O garoto, que era brasileiro,  alistou-se em um exército estrangeiro, obedece às ordens de um chefe de estado estrangeiro e atravessou milhares de quilômetros, armado até os dentes, para combater em uma guerra condenada pelo governo eleito de seu país  (eleito sem fraude, aliás). Eis o primeiro elemento: o rapaz, confiante nas ordens de seus chefes e orgulhoso de sua farda, não é mais brasileiro – com aquilo que fez, disse claramente que optava por outra cidadania. Escolha legítima. Mas, escolha.

Quanto aos anjos, se protegerem esse menino, ele poderá, com toda a segurança, metralhar outros meninos e suas mães numa eventual velha caminhonete de iraquis miseráveis. Os jovens iraquis talvez gostassem de dizer a frase conhecida no Brasil: se a mãe de alguém tem que chorar, melhor que não seja a minha. O que seria do mundo se os anjos tivessem protegido os meninos de Hitler? Se amanhã os chefes do menino “decidirem” que devem “libertar” o povo brasileiro de um governo “do mal”, talvez o menino precise invadir Brasiília, matar seus antigos compatriotas, para colocar na direção da Petrobrás um executivo de uma das “sete irmãs” e, no comando da Amazônia, um coronel ianque.

De um lado, o drama humano e compreensível de uma mão que não consegue fazer caber, na sua dor, os despautérios dos “civilizadores” a que se subordina seu filho, obedecendo ordens de um governo que escolheu obedecer. De outro, o drama, igualmente humano (ou não?) daqueles que ele irá matar, do alto de seu B-52 ou na artilharia de um Patriot, na direção de um tanque U.S. Abrams.

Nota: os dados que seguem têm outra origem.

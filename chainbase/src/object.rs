use serde::de::DeserializeOwned;
use serde::{Deserialize, Deserializer, Serialize, Serializer};
use std::cmp::Ordering;
use std::fmt;
use std::hash::{Hash, Hasher};
use std::marker::PhantomData;

/// Identity of a record inside its index.
///
/// Ids are assigned by the index at creation time, grow monotonically and are
/// never handed out twice (unless the creation itself is undone).
pub struct ObjectId<T> {
    value: u64,
    marker: PhantomData<fn() -> T>,
}

impl<T> ObjectId<T> {
    pub const fn new(value: u64) -> Self {
        ObjectId {
            value,
            marker: PhantomData,
        }
    }

    pub const fn value(self) -> u64 {
        self.value
    }
}

impl<T> Clone for ObjectId<T> {
    fn clone(&self) -> Self {
        *self
    }
}

impl<T> Copy for ObjectId<T> {}

impl<T> PartialEq for ObjectId<T> {
    fn eq(&self, other: &Self) -> bool {
        self.value == other.value
    }
}

impl<T> Eq for ObjectId<T> {}

impl<T> PartialOrd for ObjectId<T> {
    fn partial_cmp(&self, other: &Self) -> Option<Ordering> {
        Some(self.cmp(other))
    }
}

impl<T> Ord for ObjectId<T> {
    fn cmp(&self, other: &Self) -> Ordering {
        self.value.cmp(&other.value)
    }
}

impl<T> Hash for ObjectId<T> {
    fn hash<H: Hasher>(&self, state: &mut H) {
        self.value.hash(state)
    }
}

impl<T> Default for ObjectId<T> {
    fn default() -> Self {
        ObjectId::new(0)
    }
}

impl<T> fmt::Debug for ObjectId<T> {
    fn fmt(&self, f: &mut fmt::Formatter<'_>) -> fmt::Result {
        write!(f, "ObjectId({})", self.value)
    }
}

impl<T> fmt::Display for ObjectId<T> {
    fn fmt(&self, f: &mut fmt::Formatter<'_>) -> fmt::Result {
        self.value.fmt(f)
    }
}

impl<T> Serialize for ObjectId<T> {
    fn serialize<S: Serializer>(&self, serializer: S) -> Result<S::Ok, S::Error> {
        self.value.serialize(serializer)
    }
}

impl<'de, T> Deserialize<'de> for ObjectId<T> {
    fn deserialize<D: Deserializer<'de>>(deserializer: D) -> Result<Self, D::Error> {
        u64::deserialize(deserializer).map(ObjectId::new)
    }
}

/// A record stored in an [`Index`](crate::Index).
///
/// Records are fixed shape values owning no other record: relations are
/// expressed with [`ObjectId`]s and resolved through the owning index.
pub trait Object: Clone + PartialEq + fmt::Debug + Serialize + DeserializeOwned + 'static {
    /// name used in diagnostics and as the snapshot section tag
    const TYPE_NAME: &'static str;

    fn id(&self) -> ObjectId<Self>;

    /// Secondary orderings maintained by the index, addressed by position
    /// with a [`KeyId`].
    fn secondary_keys() -> Vec<SecondaryKey<Self>> {
        Vec::new()
    }
}

/// One component of a composite [`Key`].
#[derive(Debug, Clone, PartialEq, Eq, PartialOrd, Ord, Hash)]
pub enum KeyPart {
    Int(i128),
    Str(String),
}

macro_rules! key_part_from_int {
    ($($ty:ty),*) => {
        $(
            impl From<$ty> for KeyPart {
                fn from(v: $ty) -> Self {
                    KeyPart::Int(v as i128)
                }
            }
        )*
    };
}

key_part_from_int!(u8, u16, u32, u64, i8, i16, i32, i64);

impl From<bool> for KeyPart {
    fn from(v: bool) -> Self {
        KeyPart::Int(v as i128)
    }
}

impl From<&str> for KeyPart {
    fn from(v: &str) -> Self {
        KeyPart::Str(v.to_owned())
    }
}

impl From<String> for KeyPart {
    fn from(v: String) -> Self {
        KeyPart::Str(v)
    }
}

impl<T> From<ObjectId<T>> for KeyPart {
    fn from(id: ObjectId<T>) -> Self {
        KeyPart::Int(id.value() as i128)
    }
}

impl fmt::Display for KeyPart {
    fn fmt(&self, f: &mut fmt::Formatter<'_>) -> fmt::Result {
        match self {
            KeyPart::Int(v) => v.fmt(f),
            KeyPart::Str(s) => write!(f, "{:?}", s),
        }
    }
}

/// Ordered composite key, compared lexicographically part by part.
///
/// A shorter key sorts before every key it is a prefix of, which is what
/// makes [`Index::range_by`](crate::Index::range_by) usable as a lower bound.
#[derive(Debug, Clone, Default, PartialEq, Eq, PartialOrd, Ord, Hash)]
pub struct Key(Vec<KeyPart>);

impl Key {
    pub fn new() -> Self {
        Key(Vec::new())
    }

    pub fn from_parts(parts: Vec<KeyPart>) -> Self {
        Key(parts)
    }

    pub fn with<P: Into<KeyPart>>(mut self, part: P) -> Self {
        self.0.push(part.into());
        self
    }

    pub fn parts(&self) -> &[KeyPart] {
        &self.0
    }

    pub fn starts_with(&self, prefix: &Key) -> bool {
        self.0.starts_with(&prefix.0)
    }
}

impl fmt::Display for Key {
    fn fmt(&self, f: &mut fmt::Formatter<'_>) -> fmt::Result {
        f.write_str("(")?;
        for (i, part) in self.0.iter().enumerate() {
            if i > 0 {
                f.write_str(", ")?;
            }
            part.fmt(f)?;
        }
        f.write_str(")")
    }
}

/// Build a [`Key`] out of anything convertible into [`KeyPart`]s.
///
/// ```
/// use chainbase::{key, Key};
///
/// let k = key!["alice", 3u32];
/// assert_eq!(k, Key::new().with("alice").with(3u32));
/// ```
#[macro_export]
macro_rules! key {
    ($($part:expr),* $(,)?) => {
        $crate::Key::from_parts(vec![$($crate::KeyPart::from($part)),*])
    };
}

/// Position of a secondary key in [`Object::secondary_keys`].
#[derive(Debug, Clone, Copy, PartialEq, Eq)]
pub struct KeyId(pub usize);

/// Declaration of a secondary ordering.
pub struct SecondaryKey<T> {
    name: &'static str,
    unique: bool,
    extract: fn(&T) -> Key,
}

impl<T> SecondaryKey<T> {
    pub fn unique(name: &'static str, extract: fn(&T) -> Key) -> Self {
        SecondaryKey {
            name,
            unique: true,
            extract,
        }
    }

    pub fn non_unique(name: &'static str, extract: fn(&T) -> Key) -> Self {
        SecondaryKey {
            name,
            unique: false,
            extract,
        }
    }

    pub fn name(&self) -> &'static str {
        self.name
    }

    pub fn is_unique(&self) -> bool {
        self.unique
    }

    pub fn extract(&self, object: &T) -> Key {
        (self.extract)(object)
    }
}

Apesar do festival de luzes de ribalta, em que parecem estar sendo transformadas as guerras recentes, isto não é um filme — aqui, os atores não sobrevivem à morte dos personagens.  Há muito tempo atrás, um poeta que habitava a sede de outro império estúpido, escreveu uns versos que, talvez, pudessem ser dirigidos às mães de tantos outros garotos que atravessam oceanos, enfiados em fardas enganosamente elegantes, para uma aventura que se revela pesadelo. Acho que é atual e quem sabe sirva de consolo, já que não resta alternativa: 

(Por Reginaldo Moraes)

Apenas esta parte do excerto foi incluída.